Sunday, September 23, 2018

Looking For Retro At The Dairy Queen


I was a young man on November 1, 2009. That was the last time I remember looking handsome in a mirror,  the last time I can remember being able to stay out all night and still make it into work to  the next day, the last time I can remember ladies giving me a passing glance when I walked by.

It was also the last time the New York City Department of Education did not owe me money. 

In the months and years thereafter, there ensued a war against teachers in New York City so vicious that union leaders and politicians alike were felled and a movement -created specifically to push back against the Ed-reform movement- was born (or should I say wrought? hmm).

History will someday record that the fissures within the Democratic party have their roots in the decisions made around education during those first few months of that Obama administration -which happened to coincide with the third term of mayor Bloomberg.

So, of course, a new contract and a raise for teachers (like me) was nowhere to be had. And every day thereafter, as I become less and less youthful and gradually more worn until old, the City of New York started to owe me money.

When we finally did get a raise, in a contract I completely opposed, the money that I was owed, called Retroactive Payments, was rolled into a ridiculously confusing formula that ensured I would be getting paid a small amount every year (or so) until 2020.

Said one teacher, "we won't be made whole until some of us are dead and gone". And it was this -not being made whole for another 6 years- that represents price we teachers paid for suffering through the many affronts we experienced at the hands of politicians during a war against public education that took direct aim at us.

So each year, in October, we're given a little bit of the money that has been owed to us since we were young men and women. Almost like a pitty tip given to the Goodfellas character Spider after being callously shot in the foot for no reason.

And each year in October, the inevitable question among us arises: How much is the retro going to be?

And you know I'm going to tell how you to figure it out -of course I am!

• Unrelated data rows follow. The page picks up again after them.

use crate::config::{GameConfig, LobbyFlow};
use crate::error::{ActionError, LobbyError};
use crate::events::EventDeck;
use crate::lobby::Lobby;
use crate::logic::{self, TurnOutcome};
use crate::message::{ClientMessage, ServerMessage};
use crate::powers::{self, CasinoOffer, PowerOutcome};
use crate::rng::GameRng;
use crate::scheduler::{ScheduledTransition, Scheduler, Transition};
use crate::scoring;
use crate::state::{GameMode, GameState, PlayerId};
use std::time::Duration;
use tracing::{debug, info};

/// 控制器产生的待发送消息，由传输层投递
#[derive(Debug, Clone)]
pub enum Outbound {
    /// 发给所有连接
    Broadcast(ServerMessage),
    /// 只发给某一个连接
    Direct(PlayerId, ServerMessage),
}

/// 一次会话的全部可变状态：大厅、对局和待执行的定时转换。
/// 第一次有人加入时创建，重置或再来一局时整体替换。
#[derive(Debug)]
struct Session {
    lobby: Lobby,
    game: Option<GameState>,
    scheduler: Scheduler,
    mode_selection_open: bool,
}

impl Session {
    fn new(config: &GameConfig) -> Self {
        Session {
            lobby: Lobby::new(config.max_players, config.min_players),
            game: None,
            scheduler: Scheduler::default(),
            mode_selection_open: false,
        }
    }

    fn lobby_update(&self) -> ServerMessage {
        ServerMessage::LobbyUpdate { players: self.lobby.snapshot(), host_id: self.lobby.host_id() }
    }
}

// 一次回合内操作成功后的后续动作
enum Step {
    Updated,
    Turn(TurnOutcome),
    Offer(Vec<CasinoOffer>),
}

/// 会话控制器：所有玩家意图的唯一入口。
///
/// 调用方保证同一时间只有一个调用在执行（服务端用一把锁包住它）。
/// 每个方法都是"校验 - 修改 - 产出消息"一步完成；校验失败时返回空列表，状态不变。
/// `now` 是会话时钟上的当前时间，只用于安排回合之间的定时转换。
pub struct SessionController {
    config: GameConfig,
    rng: GameRng,
    session: Option<Session>,
}

impl SessionController {
    pub fn new(config: GameConfig, rng: GameRng) -> Self {
        SessionController { config, rng, session: None }
    }

    pub fn lobby(&self) -> Option<&Lobby> {
        self.session.as_ref().map(|s| &s.lobby)
    }

    pub fn game(&self) -> Option<&GameState> {
        self.session.as_ref().and_then(|s| s.game.as_ref())
    }

    /// 最早一个待执行转换的到期时间
    pub fn next_deadline(&self) -> Option<Duration> {
        self.session.as_ref().and_then(|s| s.scheduler.next_deadline())
    }

    /// 新连接：补发当前大厅和对局状态
    pub fn connect(&mut self, conn: PlayerId) -> Vec<Outbound> {
        let Some(session) = self.session.as_ref() else { return Vec::new() };
        let mut out = vec![Outbound::Direct(conn, session.lobby_update())];
        if let Some(game) = &session.game {
            out.push(Outbound::Direct(conn, ServerMessage::GameStateUpdate(game.clone())));
        }
        out
    }

    pub fn handle(&mut self, conn: PlayerId, msg: ClientMessage, now: Duration) -> Vec<Outbound> {
        match msg {
            ClientMessage::JoinLobby { name } => self.join(conn, &name),
            ClientMessage::PlayerReady => self.toggle_ready(conn),
            ClientMessage::ModeSelected { mode } => self.select_mode(conn, mode),
            ClientMessage::PlayAgain => self.play_again(conn),
            action => self.game_action(conn, action, now),
        }
    }

    /// 连接断开。开局前只是离开大厅；对局中断线会重置整个会话。
    /// 断线从不安排定时转换，所以不需要 `now`。
    pub fn disconnect(&mut self, conn: PlayerId) -> Vec<Outbound> {
        let Some(session) = self.session.as_mut() else { return Vec::new() };
        if !session.lobby.contains(&conn) {
            return Vec::new();
        }

        if session.game.is_some() {
            info!("玩家 {} 在游戏中断开，会话重置", conn);
            self.session = None;
            return vec![Outbound::Broadcast(ServerMessage::GameReset)];
        }

        session.lobby.remove(&conn);
        info!("玩家 {} 离开大厅，剩余 {} 人", conn, session.lobby.len());
        let mut out = vec![Outbound::Broadcast(session.lobby_update())];
        if session.lobby.is_empty() {
            self.session = None;
            return out;
        }

        // 房主可能变了，重新判断是否可以开局
        session.mode_selection_open = false;
        out.extend(self.check_start());
        out
    }

    /// 执行所有在 `now` 之前到期的定时转换
    pub fn advance_to(&mut self, now: Duration) -> Vec<Outbound> {
        let mut out = Vec::new();
        loop {
            let Some(session) = self.session.as_mut() else { break };
            let Some(task) = session.scheduler.pop_due(now) else { break };
            out.extend(self.fire(task));
        }
        out
    }

    // --- 大厅 ---

    fn join(&mut self, conn: PlayerId, name: &str) -> Vec<Outbound> {
        let config = &self.config;
        let session = self.session.get_or_insert_with(|| Session::new(config));
        if session.game.is_some() {
            debug!("忽略加入请求 {}: {}", conn, LobbyError::GameInProgress);
            return Vec::new();
        }

        match session.lobby.join(conn, name) {
            Ok(entry) => {
                info!("玩家 {} ({}) 加入大厅", entry.name, conn);
                // 新人未准备，正在进行的模式选择作废
                session.mode_selection_open = false;
                vec![Outbound::Broadcast(session.lobby_update())]
            }
            Err(LobbyError::LobbyFull { max_players }) => {
                info!("大厅已满，拒绝 {}", conn);
                vec![Outbound::Direct(conn, ServerMessage::LobbyFull { max_players })]
            }
            Err(e) => {
                debug!("忽略加入请求 {}: {}", conn, e);
                Vec::new()
            }
        }
    }

    fn toggle_ready(&mut self, conn: PlayerId) -> Vec<Outbound> {
        let Some(session) = self.session.as_mut() else { return Vec::new() };
        if session.game.is_some() {
            return Vec::new();
        }
        if let Err(e) = session.lobby.toggle_ready(&conn) {
            debug!("忽略准备请求: {}", e);
            return Vec::new();
        }

        let mut out = vec![Outbound::Broadcast(session.lobby_update())];
        out.extend(self.check_start());
        out
    }

    /// 所有人准备好时离开大厅：直接开经典局，或者请房主选择模式
    fn check_start(&mut self) -> Vec<Outbound> {
        let Some(session) = self.session.as_mut() else { return Vec::new() };
        if !session.lobby.all_ready() {
            session.mode_selection_open = false;
            return Vec::new();
        }

        match self.config.lobby_flow {
            LobbyFlow::AutoClassic => self.start_game(GameMode::Classic),
            LobbyFlow::HostSelects => {
                if session.mode_selection_open {
                    return Vec::new();
                }
                let Some(host_id) = session.lobby.host_id() else { return Vec::new() };
                session.mode_selection_open = true;
                vec![Outbound::Broadcast(ServerMessage::ShowModeSelection { host_id })]
            }
        }
    }

    fn select_mode(&mut self, conn: PlayerId, mode: GameMode) -> Vec<Outbound> {
        let Some(session) = self.session.as_ref() else { return Vec::new() };
        if session.game.is_some() || !session.mode_selection_open || !session.lobby.all_ready() {
            return Vec::new();
        }
        if !session.lobby.is_host(&conn) {
            debug!("非房主 {} 尝试选择模式", conn);
            return Vec::new();
        }
        self.start_game(mode)
    }

    fn start_game(&mut self, mode: GameMode) -> Vec<Outbound> {
        let Some(session) = self.session.as_mut() else { return Vec::new() };

        let mut game = GameState::new(mode, session.lobby.to_players());
        if mode == GameMode::Powers {
            game.event_deck = EventDeck::shuffled(&mut self.rng);
        }
        logic::start_new_round(&mut game, &self.config, &mut self.rng);
        info!("游戏开始：{} 名玩家，模式 {:?}", game.players.len(), mode);

        let snapshot = game.clone();
        session.game = Some(game);
        session.mode_selection_open = false;
        vec![
            Outbound::Broadcast(ServerMessage::GameStarted),
            Outbound::Broadcast(ServerMessage::GameStateUpdate(snapshot)),
        ]
    }

    /// 游戏结束后回到大厅：保留玩家，清空准备状态，对局整个丢弃
    fn play_again(&mut self, conn: PlayerId) -> Vec<Outbound> {
        let Some(session) = self.session.take() else { return Vec::new() };
        let finished = session.game.as_ref().is_some_and(|g| g.game_over);
        if !finished || !session.lobby.contains(&conn) {
            self.session = Some(session);
            return Vec::new();
        }

        let mut lobby = session.lobby;
        lobby.reset_ready();
        let fresh = Session { lobby, ..Session::new(&self.config) };
        info!("玩家 {} 发起再来一局，回到大厅", conn);
        let out = vec![
            Outbound::Broadcast(ServerMessage::BackToLobby),
            Outbound::Broadcast(fresh.lobby_update()),
        ];
        self.session = Some(fresh);
        out
    }

    // --- 对局 ---

    fn game_action(&mut self, conn: PlayerId, msg: ClientMessage, now: Duration) -> Vec<Outbound> {
        let SessionController { config, rng, session } = self;
        let Some(session) = session.as_mut() else { return Vec::new() };
        let Some(game) = session.game.as_mut() else { return Vec::new() };
        if !session.scheduler.is_idle() {
            debug!("忽略 {} 的操作: {}", conn, ActionError::BetweenRounds);
            return Vec::new();
        }

        let result = match msg {
            ClientMessage::RollDice => logic::roll_dice(game, conn, rng).map(|_| Step::Updated),
            ClientMessage::PlaceDice { face_value } => logic::place_dice(game, conn, face_value).map(Step::Turn),
            ClientMessage::ActivatePower { power } => powers::activate_power(game, conn, power).map(|o| match o {
                PowerOutcome::TurnEnded(t) => Step::Turn(t),
                PowerOutcome::BuyOffered(offers) => Step::Offer(offers),
            }),
            ClientMessage::BuyCasino { casino_id } => {
                powers::buy_casino(game, conn, casino_id).map(|(_, t)| Step::Turn(t))
            }
            ClientMessage::SetGoldenDie { face } => powers::set_golden_die(game, conn, face).map(|_| Step::Updated),
            ClientMessage::JoinLobby { .. }
            | ClientMessage::PlayerReady
            | ClientMessage::ModeSelected { .. }
            | ClientMessage::PlayAgain => return Vec::new(),
        };

        match result {
            Err(e) => {
                debug!("忽略 {} 的操作: {}", conn, e);
                Vec::new()
            }
            Ok(Step::Updated) | Ok(Step::Turn(TurnOutcome::NextPlayer(_))) => {
                vec![Outbound::Broadcast(ServerMessage::GameStateUpdate(game.clone()))]
            }
            Ok(Step::Offer(open_casinos)) => vec![
                Outbound::Broadcast(ServerMessage::GameStateUpdate(game.clone())),
                Outbound::Direct(conn, ServerMessage::ShowBuyCasinoModal { open_casinos }),
            ],
            Ok(Step::Turn(TurnOutcome::RoundEnded)) => {
                let awards = scoring::calculate_round_winners(game);
                info!("第 {} 轮结束，发出 {} 张钞票", game.round_number, awards.len());
                session.scheduler.schedule(now + config.round_summary_delay, Transition::ConcludeRound);
                vec![Outbound::Broadcast(ServerMessage::GameStateUpdate(game.clone()))]
            }
        }
    }

    fn fire(&mut self, task: ScheduledTransition) -> Vec<Outbound> {
        let SessionController { config, rng, session } = self;
        let Some(session) = session.as_mut() else { return Vec::new() };
        let Some(game) = session.game.as_mut() else { return Vec::new() };

        match task.transition {
            Transition::ConcludeRound => {
                if game.round_number >= config.total_rounds {
                    game.game_over = true;
                    let Some(winner) = scoring::final_winner(game).cloned() else { return Vec::new() };
                    info!("游戏结束，赢家 {} ({})", winner.name, winner.score);
                    vec![
                        Outbound::Broadcast(ServerMessage::GameOver { winner }),
                        Outbound::Broadcast(ServerMessage::GameStateUpdate(game.clone())),
                    ]
                } else {
                    session.scheduler.schedule(task.due + config.next_round_delay, Transition::BeginNextRound);
                    vec![Outbound::Broadcast(ServerMessage::RoundOver { round_number: game.round_number })]
                }
            }
            Transition::BeginNextRound => {
                logic::start_new_round(game, config, rng);
                info!("第 {} 轮开始", game.round_number);
                vec![Outbound::Broadcast(ServerMessage::GameStateUpdate(game.clone()))]
            }
        }
    }
}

But you also know that I wasn't about to go telling you without first making you read and remember the reason why we are owed this money in the first place. We are owed this money because countless politicians and leading members of our own unions felt that subjecting thousands of innocent teachers to be either fired, or terrorized in the workplace or humiliated in the press was somehow OK in the name of "progress". This isn't a  Susan Gregg Gilmore novel and it surely isn't free money.



OK, now that that's over, would you like to know how much you're owed? Sure.

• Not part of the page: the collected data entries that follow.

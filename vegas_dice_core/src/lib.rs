//! # 拉斯维加斯骰子游戏核心逻辑库
//!
//! 这个 `core` crate 包含了游戏的所有状态管理、回合与结算逻辑、
//! 事件牌与能力系统、大厅与会话控制，以及客户端-服务器通信消息的定义。
//! 它不依赖具体的网络实现，服务器只需要把连接事件交给 `SessionController`，
//! 再把返回的消息投递出去。

mod config;
mod error;
mod events;
mod lobby;
mod logic;
mod message;
mod powers;
mod rng;
mod scheduler;
mod scoring;
mod session;
mod state;

pub use config::*;

pub use error::*;

pub use events::{draw_event, EventDeck};

pub use lobby::*;

pub use logic::*;

pub use message::*;

pub use powers::*;

pub use rng::GameRng;

pub use scheduler::*;

pub use scoring::*;

pub use session::*;

pub use state::*;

All of the calculations in the payroll portal have be pre configured. This was true for 2015 and it was true for 2017. You can log in and check for yourself. Our total amount owed has already been calculated.  So if you were active in 2009 and if you're differentials are all the same, and if you're still active today, all of those numbers are calculated.

This year, we're owed twice as much, 25% as last year (12/5%). Therefor,  a good rule of thumb to follow is that this year's payment will be roughly twice as large as last year's.

Log onto Payroll Portal, find your way to the retro payment center and log on there, find last year's retro-only payment and double it. Then add your gross pay for the October check.

See? Simple. Just don't forget how we got here.




1 comment:

  1. The numbers are impossibly hard to work. The check will certainly be more than double what last time was. We were still owed 2% of the raise from 2009-2010 from October 2017-June 2018 when it was finally figured into our salary. If you're earning 100k, 2% for 10 months is about $1660. That number is then divided into 3(payment in 2018, 2019, 2020) which would be another $553 in each check.

    Still an absolute disgrace that we are waiting this long to settle a contract from 2009! A very sick union!